:: Entries supplied ::
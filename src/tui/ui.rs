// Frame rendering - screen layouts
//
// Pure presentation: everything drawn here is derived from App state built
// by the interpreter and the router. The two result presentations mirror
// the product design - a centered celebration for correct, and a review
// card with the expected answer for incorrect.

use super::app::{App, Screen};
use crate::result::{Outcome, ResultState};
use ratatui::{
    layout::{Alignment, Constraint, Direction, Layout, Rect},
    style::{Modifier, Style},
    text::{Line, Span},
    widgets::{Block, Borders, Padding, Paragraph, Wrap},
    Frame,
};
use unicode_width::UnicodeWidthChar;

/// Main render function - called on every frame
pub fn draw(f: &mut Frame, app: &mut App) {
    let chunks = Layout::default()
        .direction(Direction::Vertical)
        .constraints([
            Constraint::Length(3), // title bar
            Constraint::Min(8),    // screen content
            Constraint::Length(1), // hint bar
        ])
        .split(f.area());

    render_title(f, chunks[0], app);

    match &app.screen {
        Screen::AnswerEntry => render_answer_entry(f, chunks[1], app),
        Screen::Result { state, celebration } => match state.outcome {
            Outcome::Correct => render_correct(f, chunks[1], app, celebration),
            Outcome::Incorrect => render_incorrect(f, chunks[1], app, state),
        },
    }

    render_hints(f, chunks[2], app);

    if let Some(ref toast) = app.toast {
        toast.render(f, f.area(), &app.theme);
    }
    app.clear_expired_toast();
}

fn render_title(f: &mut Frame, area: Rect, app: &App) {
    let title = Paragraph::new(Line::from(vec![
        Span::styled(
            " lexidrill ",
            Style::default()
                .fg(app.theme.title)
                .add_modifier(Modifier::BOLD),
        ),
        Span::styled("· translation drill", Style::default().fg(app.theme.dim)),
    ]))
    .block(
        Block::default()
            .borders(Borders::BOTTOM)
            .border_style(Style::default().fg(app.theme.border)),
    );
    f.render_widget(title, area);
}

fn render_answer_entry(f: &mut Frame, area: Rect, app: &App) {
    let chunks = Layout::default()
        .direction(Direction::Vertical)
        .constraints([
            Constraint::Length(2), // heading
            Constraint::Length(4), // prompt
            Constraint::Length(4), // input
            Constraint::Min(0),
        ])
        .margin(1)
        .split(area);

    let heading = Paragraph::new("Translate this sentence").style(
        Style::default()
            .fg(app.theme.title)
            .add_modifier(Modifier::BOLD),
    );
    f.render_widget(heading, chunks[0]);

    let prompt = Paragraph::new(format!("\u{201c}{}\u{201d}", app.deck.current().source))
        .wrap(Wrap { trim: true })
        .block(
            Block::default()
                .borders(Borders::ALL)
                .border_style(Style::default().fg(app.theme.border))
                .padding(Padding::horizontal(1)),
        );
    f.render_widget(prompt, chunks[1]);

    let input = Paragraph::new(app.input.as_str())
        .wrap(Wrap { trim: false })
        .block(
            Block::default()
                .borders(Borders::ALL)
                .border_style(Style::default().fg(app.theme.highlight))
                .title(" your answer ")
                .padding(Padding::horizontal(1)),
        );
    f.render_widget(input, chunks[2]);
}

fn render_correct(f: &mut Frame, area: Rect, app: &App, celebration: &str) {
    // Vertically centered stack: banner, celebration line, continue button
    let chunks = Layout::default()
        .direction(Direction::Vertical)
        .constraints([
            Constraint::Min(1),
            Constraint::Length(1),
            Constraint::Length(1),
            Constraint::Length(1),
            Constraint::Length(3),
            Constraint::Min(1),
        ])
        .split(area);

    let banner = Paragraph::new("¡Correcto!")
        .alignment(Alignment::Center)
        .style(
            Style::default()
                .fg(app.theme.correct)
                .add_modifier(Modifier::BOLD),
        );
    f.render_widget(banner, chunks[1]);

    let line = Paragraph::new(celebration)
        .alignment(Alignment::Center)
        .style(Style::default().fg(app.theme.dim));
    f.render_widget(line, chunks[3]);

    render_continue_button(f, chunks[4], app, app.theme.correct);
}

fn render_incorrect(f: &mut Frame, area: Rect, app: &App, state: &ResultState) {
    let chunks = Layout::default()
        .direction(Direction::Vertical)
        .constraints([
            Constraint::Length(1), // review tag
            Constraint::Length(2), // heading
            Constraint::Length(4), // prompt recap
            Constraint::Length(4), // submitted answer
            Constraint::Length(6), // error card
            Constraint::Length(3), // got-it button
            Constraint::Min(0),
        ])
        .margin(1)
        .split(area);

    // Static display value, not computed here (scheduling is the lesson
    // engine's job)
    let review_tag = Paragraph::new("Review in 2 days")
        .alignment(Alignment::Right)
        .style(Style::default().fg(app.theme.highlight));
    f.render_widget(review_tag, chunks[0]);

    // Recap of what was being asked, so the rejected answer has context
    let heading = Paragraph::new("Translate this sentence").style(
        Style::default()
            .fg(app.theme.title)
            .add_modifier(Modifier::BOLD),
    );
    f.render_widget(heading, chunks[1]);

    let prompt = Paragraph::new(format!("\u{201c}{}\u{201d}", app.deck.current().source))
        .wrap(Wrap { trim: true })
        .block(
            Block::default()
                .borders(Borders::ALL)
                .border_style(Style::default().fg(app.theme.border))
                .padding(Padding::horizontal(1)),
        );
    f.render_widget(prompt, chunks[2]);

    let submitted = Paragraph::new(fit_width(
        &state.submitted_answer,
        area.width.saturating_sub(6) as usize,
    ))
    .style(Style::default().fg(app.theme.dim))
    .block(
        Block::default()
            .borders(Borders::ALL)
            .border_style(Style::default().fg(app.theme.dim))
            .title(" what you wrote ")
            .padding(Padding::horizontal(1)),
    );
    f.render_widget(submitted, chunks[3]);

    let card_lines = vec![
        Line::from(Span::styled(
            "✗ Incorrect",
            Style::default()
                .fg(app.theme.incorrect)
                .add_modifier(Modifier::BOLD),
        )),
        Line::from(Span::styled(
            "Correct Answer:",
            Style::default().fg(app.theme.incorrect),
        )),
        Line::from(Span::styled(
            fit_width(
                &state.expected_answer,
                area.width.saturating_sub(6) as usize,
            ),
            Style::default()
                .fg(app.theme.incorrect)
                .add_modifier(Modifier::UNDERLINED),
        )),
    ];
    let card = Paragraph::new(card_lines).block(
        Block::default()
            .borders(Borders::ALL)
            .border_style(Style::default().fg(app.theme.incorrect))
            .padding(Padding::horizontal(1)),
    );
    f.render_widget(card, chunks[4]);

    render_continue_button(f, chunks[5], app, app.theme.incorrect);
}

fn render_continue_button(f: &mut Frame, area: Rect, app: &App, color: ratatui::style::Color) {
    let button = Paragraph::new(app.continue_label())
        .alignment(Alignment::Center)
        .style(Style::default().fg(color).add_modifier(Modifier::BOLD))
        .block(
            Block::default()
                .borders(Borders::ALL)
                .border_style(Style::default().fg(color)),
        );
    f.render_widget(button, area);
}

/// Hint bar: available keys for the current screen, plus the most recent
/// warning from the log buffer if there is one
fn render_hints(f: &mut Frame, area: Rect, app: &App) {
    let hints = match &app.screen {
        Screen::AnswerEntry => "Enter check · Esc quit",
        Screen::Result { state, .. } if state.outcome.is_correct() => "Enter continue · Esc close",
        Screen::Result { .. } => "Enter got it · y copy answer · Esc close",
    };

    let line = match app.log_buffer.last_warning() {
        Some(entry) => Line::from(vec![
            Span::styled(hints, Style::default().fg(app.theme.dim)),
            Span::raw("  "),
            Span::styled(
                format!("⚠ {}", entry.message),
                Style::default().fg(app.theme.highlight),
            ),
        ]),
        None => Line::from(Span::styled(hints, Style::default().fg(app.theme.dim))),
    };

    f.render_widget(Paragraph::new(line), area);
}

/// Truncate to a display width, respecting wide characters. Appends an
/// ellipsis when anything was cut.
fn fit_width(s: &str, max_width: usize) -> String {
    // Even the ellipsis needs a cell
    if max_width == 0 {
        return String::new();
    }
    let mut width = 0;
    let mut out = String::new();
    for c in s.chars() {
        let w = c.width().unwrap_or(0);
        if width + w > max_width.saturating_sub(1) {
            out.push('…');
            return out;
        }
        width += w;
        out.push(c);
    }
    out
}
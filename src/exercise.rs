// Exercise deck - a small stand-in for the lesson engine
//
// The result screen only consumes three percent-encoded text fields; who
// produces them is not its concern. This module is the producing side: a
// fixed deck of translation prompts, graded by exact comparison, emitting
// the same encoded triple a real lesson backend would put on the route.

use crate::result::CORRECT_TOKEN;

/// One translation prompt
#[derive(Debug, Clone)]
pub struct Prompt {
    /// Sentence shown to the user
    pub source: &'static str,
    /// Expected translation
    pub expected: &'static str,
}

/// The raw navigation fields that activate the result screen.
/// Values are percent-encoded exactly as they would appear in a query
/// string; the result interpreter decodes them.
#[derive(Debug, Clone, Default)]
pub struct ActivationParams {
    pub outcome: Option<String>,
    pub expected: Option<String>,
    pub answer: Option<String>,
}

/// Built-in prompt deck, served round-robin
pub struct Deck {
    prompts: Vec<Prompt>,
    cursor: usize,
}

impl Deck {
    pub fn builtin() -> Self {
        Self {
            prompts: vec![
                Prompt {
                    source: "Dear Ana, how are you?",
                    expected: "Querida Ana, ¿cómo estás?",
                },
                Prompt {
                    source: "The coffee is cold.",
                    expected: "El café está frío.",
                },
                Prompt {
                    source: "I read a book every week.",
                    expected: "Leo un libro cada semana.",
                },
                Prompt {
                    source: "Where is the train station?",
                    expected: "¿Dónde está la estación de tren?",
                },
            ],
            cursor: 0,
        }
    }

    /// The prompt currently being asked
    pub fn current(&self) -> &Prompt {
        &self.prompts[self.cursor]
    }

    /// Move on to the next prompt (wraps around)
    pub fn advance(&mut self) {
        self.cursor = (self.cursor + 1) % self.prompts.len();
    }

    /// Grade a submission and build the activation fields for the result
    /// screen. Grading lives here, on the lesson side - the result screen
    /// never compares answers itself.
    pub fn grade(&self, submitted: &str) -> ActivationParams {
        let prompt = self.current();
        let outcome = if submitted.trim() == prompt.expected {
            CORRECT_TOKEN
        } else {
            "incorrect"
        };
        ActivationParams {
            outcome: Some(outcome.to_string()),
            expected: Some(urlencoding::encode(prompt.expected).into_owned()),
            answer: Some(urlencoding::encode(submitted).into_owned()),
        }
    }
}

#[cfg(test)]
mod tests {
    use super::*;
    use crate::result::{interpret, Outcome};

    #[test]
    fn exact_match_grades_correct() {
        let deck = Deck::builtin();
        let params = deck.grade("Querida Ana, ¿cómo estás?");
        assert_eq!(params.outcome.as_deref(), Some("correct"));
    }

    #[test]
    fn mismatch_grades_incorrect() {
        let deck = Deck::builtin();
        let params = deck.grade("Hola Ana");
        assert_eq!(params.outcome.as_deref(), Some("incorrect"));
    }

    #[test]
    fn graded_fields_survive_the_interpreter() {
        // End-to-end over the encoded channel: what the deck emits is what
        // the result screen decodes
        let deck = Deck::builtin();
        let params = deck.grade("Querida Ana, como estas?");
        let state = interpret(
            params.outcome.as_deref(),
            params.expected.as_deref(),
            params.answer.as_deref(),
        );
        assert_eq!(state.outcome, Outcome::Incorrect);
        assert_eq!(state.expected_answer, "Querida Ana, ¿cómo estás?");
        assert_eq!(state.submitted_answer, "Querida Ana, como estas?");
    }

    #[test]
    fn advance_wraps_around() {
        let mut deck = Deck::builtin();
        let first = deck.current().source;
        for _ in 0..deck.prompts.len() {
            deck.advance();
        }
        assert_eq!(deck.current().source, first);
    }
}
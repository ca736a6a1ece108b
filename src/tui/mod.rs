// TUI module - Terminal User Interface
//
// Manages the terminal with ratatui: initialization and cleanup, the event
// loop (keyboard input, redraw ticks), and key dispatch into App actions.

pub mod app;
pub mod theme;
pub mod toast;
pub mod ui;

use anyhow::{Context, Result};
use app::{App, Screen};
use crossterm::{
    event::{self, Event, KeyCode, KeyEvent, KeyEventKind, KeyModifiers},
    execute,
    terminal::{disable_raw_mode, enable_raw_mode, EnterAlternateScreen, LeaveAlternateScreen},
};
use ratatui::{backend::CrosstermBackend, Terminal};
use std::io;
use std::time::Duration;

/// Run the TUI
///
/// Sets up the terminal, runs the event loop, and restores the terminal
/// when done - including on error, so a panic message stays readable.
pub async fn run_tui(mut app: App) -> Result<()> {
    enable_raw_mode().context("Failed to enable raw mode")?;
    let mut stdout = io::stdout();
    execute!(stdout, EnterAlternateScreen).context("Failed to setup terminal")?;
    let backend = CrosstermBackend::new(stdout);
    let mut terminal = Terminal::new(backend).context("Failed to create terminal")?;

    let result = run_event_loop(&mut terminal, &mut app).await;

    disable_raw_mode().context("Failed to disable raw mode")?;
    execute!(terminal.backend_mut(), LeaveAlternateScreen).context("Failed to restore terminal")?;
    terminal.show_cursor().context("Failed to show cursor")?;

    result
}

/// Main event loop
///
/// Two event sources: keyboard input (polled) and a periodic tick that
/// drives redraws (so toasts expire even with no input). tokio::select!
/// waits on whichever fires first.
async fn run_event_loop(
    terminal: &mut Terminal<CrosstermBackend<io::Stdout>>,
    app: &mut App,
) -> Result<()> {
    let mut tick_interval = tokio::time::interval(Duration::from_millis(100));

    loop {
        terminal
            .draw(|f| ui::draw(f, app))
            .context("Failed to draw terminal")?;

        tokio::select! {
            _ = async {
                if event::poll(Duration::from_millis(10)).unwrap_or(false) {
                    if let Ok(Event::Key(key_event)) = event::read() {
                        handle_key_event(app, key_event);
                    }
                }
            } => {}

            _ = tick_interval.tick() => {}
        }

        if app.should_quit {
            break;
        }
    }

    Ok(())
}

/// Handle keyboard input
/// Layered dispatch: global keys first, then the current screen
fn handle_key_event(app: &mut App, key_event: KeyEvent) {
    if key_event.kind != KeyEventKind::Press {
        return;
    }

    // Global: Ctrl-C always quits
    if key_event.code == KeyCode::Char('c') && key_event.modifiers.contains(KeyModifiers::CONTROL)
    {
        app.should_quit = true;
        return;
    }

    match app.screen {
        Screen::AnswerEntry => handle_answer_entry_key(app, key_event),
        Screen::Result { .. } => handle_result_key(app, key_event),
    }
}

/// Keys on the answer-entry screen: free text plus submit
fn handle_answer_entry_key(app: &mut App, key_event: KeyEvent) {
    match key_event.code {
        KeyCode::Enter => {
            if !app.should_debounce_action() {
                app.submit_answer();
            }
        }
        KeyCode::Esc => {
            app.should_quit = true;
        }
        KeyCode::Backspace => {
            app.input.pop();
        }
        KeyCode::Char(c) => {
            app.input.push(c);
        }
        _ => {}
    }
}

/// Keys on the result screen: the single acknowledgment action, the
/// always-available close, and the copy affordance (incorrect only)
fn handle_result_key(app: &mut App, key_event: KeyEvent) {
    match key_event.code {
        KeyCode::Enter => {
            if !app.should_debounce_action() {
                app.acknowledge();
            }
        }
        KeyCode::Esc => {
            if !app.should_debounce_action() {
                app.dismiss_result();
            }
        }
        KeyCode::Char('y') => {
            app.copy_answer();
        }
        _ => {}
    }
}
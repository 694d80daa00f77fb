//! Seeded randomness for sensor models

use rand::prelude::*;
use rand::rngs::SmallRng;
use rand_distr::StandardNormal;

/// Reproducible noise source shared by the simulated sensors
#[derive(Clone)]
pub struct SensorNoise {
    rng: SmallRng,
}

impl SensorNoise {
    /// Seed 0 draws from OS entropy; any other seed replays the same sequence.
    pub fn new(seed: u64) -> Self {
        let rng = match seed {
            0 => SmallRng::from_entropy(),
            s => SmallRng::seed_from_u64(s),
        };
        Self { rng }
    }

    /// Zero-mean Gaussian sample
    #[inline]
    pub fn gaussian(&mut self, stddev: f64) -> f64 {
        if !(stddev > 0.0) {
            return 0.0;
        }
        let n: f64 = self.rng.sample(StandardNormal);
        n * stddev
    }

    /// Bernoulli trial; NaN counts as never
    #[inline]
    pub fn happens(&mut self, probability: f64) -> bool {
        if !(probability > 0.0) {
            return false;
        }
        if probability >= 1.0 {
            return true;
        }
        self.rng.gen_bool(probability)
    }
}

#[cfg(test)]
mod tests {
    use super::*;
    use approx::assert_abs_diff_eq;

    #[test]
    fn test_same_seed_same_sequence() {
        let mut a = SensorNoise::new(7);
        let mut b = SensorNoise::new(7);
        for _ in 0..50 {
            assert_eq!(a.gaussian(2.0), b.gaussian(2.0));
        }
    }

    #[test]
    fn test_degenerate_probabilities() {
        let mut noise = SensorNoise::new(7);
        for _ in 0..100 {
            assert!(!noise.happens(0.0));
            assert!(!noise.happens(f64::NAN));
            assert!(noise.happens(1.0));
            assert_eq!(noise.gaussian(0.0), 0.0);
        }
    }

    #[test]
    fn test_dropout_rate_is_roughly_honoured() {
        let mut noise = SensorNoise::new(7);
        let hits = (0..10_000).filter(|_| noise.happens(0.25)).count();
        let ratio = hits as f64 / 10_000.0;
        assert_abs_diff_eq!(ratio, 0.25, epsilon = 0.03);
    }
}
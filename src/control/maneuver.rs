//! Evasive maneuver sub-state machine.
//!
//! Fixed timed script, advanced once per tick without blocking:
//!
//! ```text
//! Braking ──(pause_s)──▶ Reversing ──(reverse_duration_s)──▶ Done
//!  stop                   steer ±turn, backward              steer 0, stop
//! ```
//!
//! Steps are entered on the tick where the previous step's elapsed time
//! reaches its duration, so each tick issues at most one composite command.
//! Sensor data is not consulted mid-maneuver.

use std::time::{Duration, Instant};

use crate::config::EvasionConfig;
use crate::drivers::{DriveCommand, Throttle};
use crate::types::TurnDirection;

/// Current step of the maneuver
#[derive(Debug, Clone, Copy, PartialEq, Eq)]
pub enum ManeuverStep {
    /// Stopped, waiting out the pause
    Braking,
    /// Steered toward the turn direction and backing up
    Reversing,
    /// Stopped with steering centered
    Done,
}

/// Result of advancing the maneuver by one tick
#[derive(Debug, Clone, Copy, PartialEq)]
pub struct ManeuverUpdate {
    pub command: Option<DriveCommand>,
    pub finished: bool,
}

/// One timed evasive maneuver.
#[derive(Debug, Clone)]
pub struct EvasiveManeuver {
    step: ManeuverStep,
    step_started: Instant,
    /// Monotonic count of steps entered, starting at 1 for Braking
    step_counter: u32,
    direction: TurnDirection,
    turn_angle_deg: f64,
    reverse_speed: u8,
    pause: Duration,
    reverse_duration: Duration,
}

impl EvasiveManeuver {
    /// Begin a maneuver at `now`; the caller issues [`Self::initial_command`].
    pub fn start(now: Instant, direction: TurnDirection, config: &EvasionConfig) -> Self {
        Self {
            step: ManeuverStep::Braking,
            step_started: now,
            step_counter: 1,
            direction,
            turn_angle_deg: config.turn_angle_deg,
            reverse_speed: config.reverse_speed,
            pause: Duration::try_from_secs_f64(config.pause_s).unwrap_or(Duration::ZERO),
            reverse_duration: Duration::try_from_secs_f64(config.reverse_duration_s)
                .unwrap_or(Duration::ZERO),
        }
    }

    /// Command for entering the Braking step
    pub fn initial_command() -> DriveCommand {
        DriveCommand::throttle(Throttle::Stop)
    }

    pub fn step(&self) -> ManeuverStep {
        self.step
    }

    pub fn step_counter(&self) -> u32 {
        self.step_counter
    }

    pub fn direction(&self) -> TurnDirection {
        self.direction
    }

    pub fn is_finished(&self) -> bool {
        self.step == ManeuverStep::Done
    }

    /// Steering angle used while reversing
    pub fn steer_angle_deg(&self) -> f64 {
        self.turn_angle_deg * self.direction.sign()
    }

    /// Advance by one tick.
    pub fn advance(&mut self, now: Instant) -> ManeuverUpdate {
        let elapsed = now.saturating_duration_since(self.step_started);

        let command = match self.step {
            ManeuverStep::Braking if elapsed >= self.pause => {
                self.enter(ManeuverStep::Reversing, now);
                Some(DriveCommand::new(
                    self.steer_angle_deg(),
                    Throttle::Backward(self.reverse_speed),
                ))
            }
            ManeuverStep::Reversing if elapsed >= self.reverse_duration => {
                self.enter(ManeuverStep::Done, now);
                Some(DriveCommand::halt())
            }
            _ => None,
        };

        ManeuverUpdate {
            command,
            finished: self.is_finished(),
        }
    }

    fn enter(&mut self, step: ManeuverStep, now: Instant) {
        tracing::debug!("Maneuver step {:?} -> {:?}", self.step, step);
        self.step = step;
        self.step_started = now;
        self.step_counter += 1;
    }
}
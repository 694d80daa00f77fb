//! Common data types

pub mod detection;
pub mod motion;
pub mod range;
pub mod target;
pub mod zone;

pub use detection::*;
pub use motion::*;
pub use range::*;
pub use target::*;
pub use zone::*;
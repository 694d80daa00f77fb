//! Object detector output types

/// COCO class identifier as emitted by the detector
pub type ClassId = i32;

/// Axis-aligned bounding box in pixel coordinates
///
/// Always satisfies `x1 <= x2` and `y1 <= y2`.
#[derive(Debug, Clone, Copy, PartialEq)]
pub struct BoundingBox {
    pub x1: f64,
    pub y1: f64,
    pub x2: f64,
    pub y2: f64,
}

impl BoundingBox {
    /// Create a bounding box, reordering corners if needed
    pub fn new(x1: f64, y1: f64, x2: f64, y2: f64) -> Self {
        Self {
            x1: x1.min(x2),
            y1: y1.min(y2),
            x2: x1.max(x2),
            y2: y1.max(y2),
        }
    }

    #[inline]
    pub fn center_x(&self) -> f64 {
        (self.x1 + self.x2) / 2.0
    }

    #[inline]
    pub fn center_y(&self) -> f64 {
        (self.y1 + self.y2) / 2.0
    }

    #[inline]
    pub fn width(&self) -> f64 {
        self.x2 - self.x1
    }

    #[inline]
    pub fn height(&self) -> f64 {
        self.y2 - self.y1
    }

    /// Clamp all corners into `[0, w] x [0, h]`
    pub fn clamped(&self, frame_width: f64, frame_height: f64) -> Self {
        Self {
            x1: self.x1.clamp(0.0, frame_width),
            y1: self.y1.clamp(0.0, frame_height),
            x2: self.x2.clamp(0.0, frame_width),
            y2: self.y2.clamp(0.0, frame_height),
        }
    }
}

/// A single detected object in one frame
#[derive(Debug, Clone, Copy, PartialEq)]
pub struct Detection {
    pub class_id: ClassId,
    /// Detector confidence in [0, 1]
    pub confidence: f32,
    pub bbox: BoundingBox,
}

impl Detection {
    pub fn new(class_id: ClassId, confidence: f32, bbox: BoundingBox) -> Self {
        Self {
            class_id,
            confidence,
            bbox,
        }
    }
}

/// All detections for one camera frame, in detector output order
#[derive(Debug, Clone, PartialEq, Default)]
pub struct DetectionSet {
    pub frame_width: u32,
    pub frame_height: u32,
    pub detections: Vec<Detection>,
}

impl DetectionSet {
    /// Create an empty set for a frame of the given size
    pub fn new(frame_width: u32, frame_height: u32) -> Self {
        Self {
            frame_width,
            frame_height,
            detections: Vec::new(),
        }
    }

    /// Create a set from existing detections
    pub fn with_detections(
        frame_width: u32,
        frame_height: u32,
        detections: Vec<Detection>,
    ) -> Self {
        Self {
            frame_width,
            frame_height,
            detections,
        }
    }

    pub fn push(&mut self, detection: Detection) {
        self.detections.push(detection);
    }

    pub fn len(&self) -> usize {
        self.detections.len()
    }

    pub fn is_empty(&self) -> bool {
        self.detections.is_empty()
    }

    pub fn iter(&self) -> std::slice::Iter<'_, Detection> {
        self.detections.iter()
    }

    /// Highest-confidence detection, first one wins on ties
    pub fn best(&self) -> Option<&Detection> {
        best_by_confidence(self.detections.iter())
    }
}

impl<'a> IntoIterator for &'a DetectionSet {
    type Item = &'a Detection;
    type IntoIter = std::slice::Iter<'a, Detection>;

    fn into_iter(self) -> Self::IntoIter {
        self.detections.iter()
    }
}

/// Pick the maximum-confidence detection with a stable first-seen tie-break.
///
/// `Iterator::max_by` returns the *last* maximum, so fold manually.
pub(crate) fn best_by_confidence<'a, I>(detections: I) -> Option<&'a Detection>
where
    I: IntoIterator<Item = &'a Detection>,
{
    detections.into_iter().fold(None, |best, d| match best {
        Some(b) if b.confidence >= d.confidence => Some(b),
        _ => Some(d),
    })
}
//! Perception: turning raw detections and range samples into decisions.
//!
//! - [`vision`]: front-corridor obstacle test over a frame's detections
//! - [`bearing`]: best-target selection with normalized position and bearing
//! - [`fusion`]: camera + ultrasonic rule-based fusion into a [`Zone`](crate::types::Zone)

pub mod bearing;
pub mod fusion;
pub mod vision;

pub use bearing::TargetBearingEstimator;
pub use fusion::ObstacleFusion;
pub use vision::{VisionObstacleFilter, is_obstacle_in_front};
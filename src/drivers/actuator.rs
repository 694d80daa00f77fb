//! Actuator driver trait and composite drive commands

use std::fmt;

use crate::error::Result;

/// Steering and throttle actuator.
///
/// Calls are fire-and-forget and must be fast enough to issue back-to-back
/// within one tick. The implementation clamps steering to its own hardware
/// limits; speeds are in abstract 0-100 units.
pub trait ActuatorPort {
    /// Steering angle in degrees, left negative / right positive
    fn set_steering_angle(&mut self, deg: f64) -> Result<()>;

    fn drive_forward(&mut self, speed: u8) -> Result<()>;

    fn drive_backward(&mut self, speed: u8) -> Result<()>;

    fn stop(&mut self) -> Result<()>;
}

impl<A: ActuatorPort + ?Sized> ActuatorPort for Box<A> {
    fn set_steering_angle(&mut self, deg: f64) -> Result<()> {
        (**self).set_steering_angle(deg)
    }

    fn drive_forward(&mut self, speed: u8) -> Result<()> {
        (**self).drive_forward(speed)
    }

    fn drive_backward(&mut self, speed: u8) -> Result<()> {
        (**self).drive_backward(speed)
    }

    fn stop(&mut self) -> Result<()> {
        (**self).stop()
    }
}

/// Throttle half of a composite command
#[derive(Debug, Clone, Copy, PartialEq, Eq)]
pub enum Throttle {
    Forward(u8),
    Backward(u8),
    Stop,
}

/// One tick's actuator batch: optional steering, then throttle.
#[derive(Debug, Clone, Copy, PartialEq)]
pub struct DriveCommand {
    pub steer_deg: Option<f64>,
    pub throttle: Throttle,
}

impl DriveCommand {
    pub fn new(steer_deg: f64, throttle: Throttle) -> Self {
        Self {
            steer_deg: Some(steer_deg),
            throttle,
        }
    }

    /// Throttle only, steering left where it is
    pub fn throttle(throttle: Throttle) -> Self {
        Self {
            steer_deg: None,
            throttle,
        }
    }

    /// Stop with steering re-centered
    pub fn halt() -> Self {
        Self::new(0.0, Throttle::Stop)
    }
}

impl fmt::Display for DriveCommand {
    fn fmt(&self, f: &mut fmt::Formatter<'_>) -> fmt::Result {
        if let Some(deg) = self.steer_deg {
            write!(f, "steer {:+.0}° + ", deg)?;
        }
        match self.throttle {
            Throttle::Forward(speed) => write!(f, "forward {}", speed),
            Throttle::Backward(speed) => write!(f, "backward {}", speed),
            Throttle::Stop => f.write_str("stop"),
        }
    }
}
:::
Aim of the exercise
What is needed is each line of the entries that contains the word "ClassId".

Task solution
pub type ClassId = i32;
    pub class_id: ClassId,
    pub fn new(class_id: ClassId, confidence: f32, bbox: BoundingBox) -> Self {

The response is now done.